TASK REQUIREMENTS ->
Would you please copy each line below that includes the string "storage"?

MATERIAL FOR THIS TASK ->
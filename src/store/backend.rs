//! Persistence backend abstraction.
//!
//! The local cache only needs named key-value collections with get, put
//! and delete; no cross-collection transactions. SQLite backs the durable
//! cache, an in-memory map stands in when no durable storage is available.

use async_trait::async_trait;

use crate::error::StoreError;

/// Named collections held by a backend.
#[derive(Debug, Clone, Copy, PartialEq, Eq, Hash)]
pub enum Collection {
    Photos,
    Embeddings,
    Metadata,
    Actions,
}

impl Collection {
    /// Collections that make up one cached photo.
    pub const CACHED: [Collection; 3] = [
        Collection::Photos,
        Collection::Embeddings,
        Collection::Metadata,
    ];

    pub fn table(&self) -> &'static str {
        match self {
            Collection::Photos => "photos",
            Collection::Embeddings => "embeddings",
            Collection::Metadata => "metadata",
            Collection::Actions => "action_queue",
        }
    }
}

/// Trait for key-value storage backends.
#[async_trait]
pub trait StoreBackend: Send + Sync {
    /// Backend name for logging
    fn backend_name(&self) -> &'static str;

    /// Whether data written here survives a restart
    fn is_durable(&self) -> bool;

    /// Check the backend is usable for reads and writes
    async fn probe(&self) -> Result<(), StoreError>;

    async fn get(&self, collection: Collection, key: &str) -> Result<Option<Vec<u8>>, StoreError>;

    /// Insert or fully overwrite a value. Overwrites keep the key's
    /// original position in `scan` order.
    async fn put(&self, collection: Collection, key: &str, value: Vec<u8>)
        -> Result<(), StoreError>;

    /// Delete a value, returning whether it existed
    async fn delete(&self, collection: Collection, key: &str) -> Result<bool, StoreError>;

    /// All entries of a collection in insertion order
    async fn scan(&self, collection: Collection) -> Result<Vec<(String, Vec<u8>)>, StoreError>;

    async fn clear(&self, collection: Collection) -> Result<(), StoreError>;
}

EXPECTED OUTPUT ->
//! cache, an in-memory map stands in when no durable storage is available.
/// Trait for key-value storage backends.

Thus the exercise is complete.